UMA TARTE DE MAÇÃ
Alela Diane & Wild Divine - Alela Diane & Wild Divine
Fleet Foxes - Helplessness Blues
Dois dias antes do 70º aniversário de Bob Dylan – celebrado no passado 24 de Maio –,
o “Observer” decidiu inquirir uma série notáveis da música e outras artes acerca de qual o presente que achariam mais apropriado para lhe oferecer. As propostas foram, previsivelmente, assaz diversas: Martin Carthy (recordando um episódio ocorrido no Inverno de 1962 entre ambos) sugeriu um piano e uma espada de samurai para despedaçar o piano e o usar como lenha para a lareira nas noites frias; Isobel Campbell pensou numa camisa de seda e num par de sapatos italianos; Chrissie Hynde lembrou-se de um jogo de dardos (
“por nenhuma razão especial: suponho que ele gostaria”); e Alela Diane, imaginando sensatamente que ele poderá comprar tudo aquilo que quiser, optou pelos valores básicos e seguros: uma tarte de maçã que confeccionaria segundo a infalível receita da mãe. E explicou-se:
“A música folk, na sua essência mais profunda, foi criada para as pessoas conviverem à sombra do alpendre e eu associo a tarte de maçã a esse tipo de comportamento. Suponho que a vida do Bob Dylan, nestes últimos tempos, se tenha tornado muito mais simples e que, no dia de anos, lhe saiba bem sentar-se no alpendre e fazer o que lhe apetecer. Como companhia, uma tarte de maçã será tudo o que precisa”.

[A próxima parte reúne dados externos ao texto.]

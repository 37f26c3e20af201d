use std::{
    env,
    fs::{self, File},
    io::Write,
    path::{Path, PathBuf},
};

use serde::{Deserialize, Serialize};
use tracing::debug;

use crate::core::services::summary_service::DEFAULT_SERIES_LABEL;
use crate::errors::BillError;

const DEFAULT_DIR_NAME: &str = ".bill_core";
const CONFIG_FILE: &str = "config.json";
const HOME_ENV: &str = "BILL_CORE_HOME";
const TMP_SUFFIX: &str = "tmp";

const DEFAULT_CATEGORIES: [&str; 6] = [
    "Food & Dining",
    "Utility",
    "Shopping",
    "Education",
    "Personal Care",
    "Travel",
];

/// User preferences. Bills themselves are never written to disk.
#[derive(Debug, Clone, PartialEq, Serialize, Deserialize)]
#[serde(default)]
pub struct Config {
    pub default_budget: f64,
    pub categories: Vec<String>,
    pub chart_label: String,
    pub log_filter: String,
}

impl Default for Config {
    fn default() -> Self {
        Self {
            default_budget: 50_000.0,
            categories: DEFAULT_CATEGORIES.iter().map(|c| c.to_string()).collect(),
            chart_label: DEFAULT_SERIES_LABEL.into(),
            log_filter: "bill_core=info".into(),
        }
    }
}

/// Returns the application directory, defaulting to `~/.bill_core`.
pub fn app_data_dir() -> PathBuf {
    if let Some(custom) = env::var_os(HOME_ENV) {
        return PathBuf::from(custom);
    }
    dirs::home_dir()
        .unwrap_or_else(|| PathBuf::from("."))
        .join(DEFAULT_DIR_NAME)
}

pub struct ConfigManager {
    path: PathBuf,
}

impl ConfigManager {
    /// Targets `config.json` inside [`app_data_dir`].
    pub fn new() -> Self {
        Self::at(app_data_dir().join(CONFIG_FILE))
    }

    pub fn at(path: impl Into<PathBuf>) -> Self {
        Self { path: path.into() }
    }

    pub fn load(&self) -> Result<Config, BillError> {
        if self.path.exists() {
            let data = fs::read_to_string(&self.path)?;
            let config = serde_json::from_str(&data)?;
            debug!(path = %self.path.display(), "configuration loaded");
            Ok(config)
        } else {
            debug!(path = %self.path.display(), "no configuration file, using defaults");
            Ok(Config::default())
        }
    }

    pub fn save(&self, config: &Config) -> Result<(), BillError> {
        if let Some(parent) = self.path.parent() {
            fs::create_dir_all(parent)?;
        }
        let json = serde_json::to_string_pretty(config)?;
        let tmp = tmp_path(&self.path);
        write_atomic(&tmp, &json)?;
        fs::rename(&tmp, &self.path)?;
        Ok(())
    }

    pub fn path(&self) -> &Path {
        &self.path
    }
}

impl Default for ConfigManager {
    fn default() -> Self {
        Self::new()
    }
}

fn tmp_path(path: &Path) -> PathBuf {
    let mut tmp = path.to_path_buf();
    let extension = match path.extension().and_then(|ext| ext.to_str()) {
        Some(ext) => format!("{ext}.{TMP_SUFFIX}"),
        None => TMP_SUFFIX.to_string(),
    };
    tmp.set_extension(extension);
    tmp
}

fn write_atomic(path: &Path, data: &str) -> Result<(), BillError> {
    let mut file = File::create(path)?;
    file.write_all(data.as_bytes())?;
    file.sync_all()?;
    Ok(())
}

A música que emergiu do que foi baptizado como "new weird America" (padrinho do baptismo: David Keenan, no número de Agosto de 2003 da “Wire”), "free-folk", "psych-folk" ou "freak-folk" não foi, assim, senão um ensaio do regresso da boa velha tarte, mais ou menos condimentada com temperos psicotrópicos, e preparada de acordo com uma interpretação livre dos antiquíssimos preceitos recuperados das tradições britânica e norte-americana. Que, agora, quase dez anos depois, e após a poeira ter assentado suficientemente, permite distinguir com maior facilidade os folqueiros de fim-de-semana (aqueles que apreciavam travestir-se de descendentes híbridos de Jesse James e feiticeiros comanches com uma costela de bardo celta) dos outros que, verdadeiramente, reinventavam e retomavam o fio da história no ponto em que – sem nunca, de facto, ter sido interrompida –, há trinta e tal anos, ficara suspensa. Por motivos de proximidade geracional e geográfica, inicialmente, Alela Diane foi associada a algumas das cintilações da seita neo-hippie, caso, por exemplo, de Joanna Newsom.

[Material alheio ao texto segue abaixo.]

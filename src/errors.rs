use thiserror::Error;

use crate::domain::BillId;

/// Error type that captures the few failures bill handling can report.
///
/// Editing or removing an unknown bill is not represented here: both are
/// silent no-ops on [`crate::core::BillStore`].
#[derive(Debug, Error)]
pub enum BillError {
    #[error("Bill id already in use: {0}")]
    DuplicateId(BillId),
    #[error("Invalid amount: {0}")]
    InvalidAmount(String),
    #[error("Invalid date: {0}")]
    InvalidDate(String),
    #[error("IO error: {0}")]
    Io(#[from] std::io::Error),
    #[error("Serialization error: {0}")]
    Serde(#[from] serde_json::Error),
}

Mas, com The Pirate’s Gospel (2006) e To Be Still (2009), tudo ficaria devidamente esclarecido: a ascendência poderia ter ramos comuns mas o que dela resultava era, afinal, uma novíssima e valiosa voz de songwriter bem mais afim de Neko Case ou Jolie Holland (ou, recuando até às origens, Sandy Denny) do que de míticas lambisgóias “celtas”. Alela Diane & Wild Divine (a saber: ela e banda acompanhante que, em registo de "family affair", inclui o pai e o marido), sem exibir tremendas alterações no perfil musical reconhecível, encorpa sensivelmente a sonoridade das óptimas canções – o produtor Scott Litt, com CV ao lado dos R.E.M., Nirvana e Patti Smith, terá modificado dois ou três parâmetros – e aproxima-as dos igualmente recomendáveis padrões de Neil Young ou Richard & Linda Thompson, povoadas de inquietantes recados como “death is a hard act to follow” ou “we are hopeful, we are scattered, we are dust”.

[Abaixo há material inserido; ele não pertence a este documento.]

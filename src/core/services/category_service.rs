use crate::domain::Bill;

pub struct CategoryService;

impl CategoryService {
    /// Bills whose category equals `category`, ignoring case, in collection order.
    ///
    /// An empty or absent category returns the whole collection.
    pub fn filter(bills: &[Bill], category: Option<&str>) -> Vec<Bill> {
        let category = match category {
            Some(category) if !category.is_empty() => category,
            _ => return bills.to_vec(),
        };
        let wanted = category.to_lowercase();
        bills
            .iter()
            .filter(|bill| bill.category.to_lowercase() == wanted)
            .cloned()
            .collect()
    }

    /// Case-insensitive category equality.
    pub fn matches(bill: &Bill, category: &str) -> bool {
        bill.category.to_lowercase() == category.to_lowercase()
    }

    /// Distinct categories in first-seen order; the first spelling wins.
    pub fn list(bills: &[Bill]) -> Vec<String> {
        let mut seen: Vec<String> = Vec::new();
        let mut names = Vec::new();
        for bill in bills {
            let normalized = bill.category.to_lowercase();
            if !seen.contains(&normalized) {
                seen.push(normalized);
                names.push(bill.category.clone());
            }
        }
        names
    }
}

Genuína emanação da cena "freak-folk", os Fleet Foxes, pelo seu lado, mantém inalterada a faceta menos digerível da genealogia – a da chinela “poética” que os obriga a, sem se rirem, formularem portentosas interrogações do gènero de “why is the Earth moving around the sun? why is life made only for it to end?” – mas como, muito mais do que canções, o que eles criam são majestosas catedrais de remoinhos corais que ampliam desmedidamente a matriz Beach Boys-CSN&Y-Simon & Garfunkel, “Helplessness Blues” não deixa de ser uma tentadora peça de dulcíssima massagem auditiva.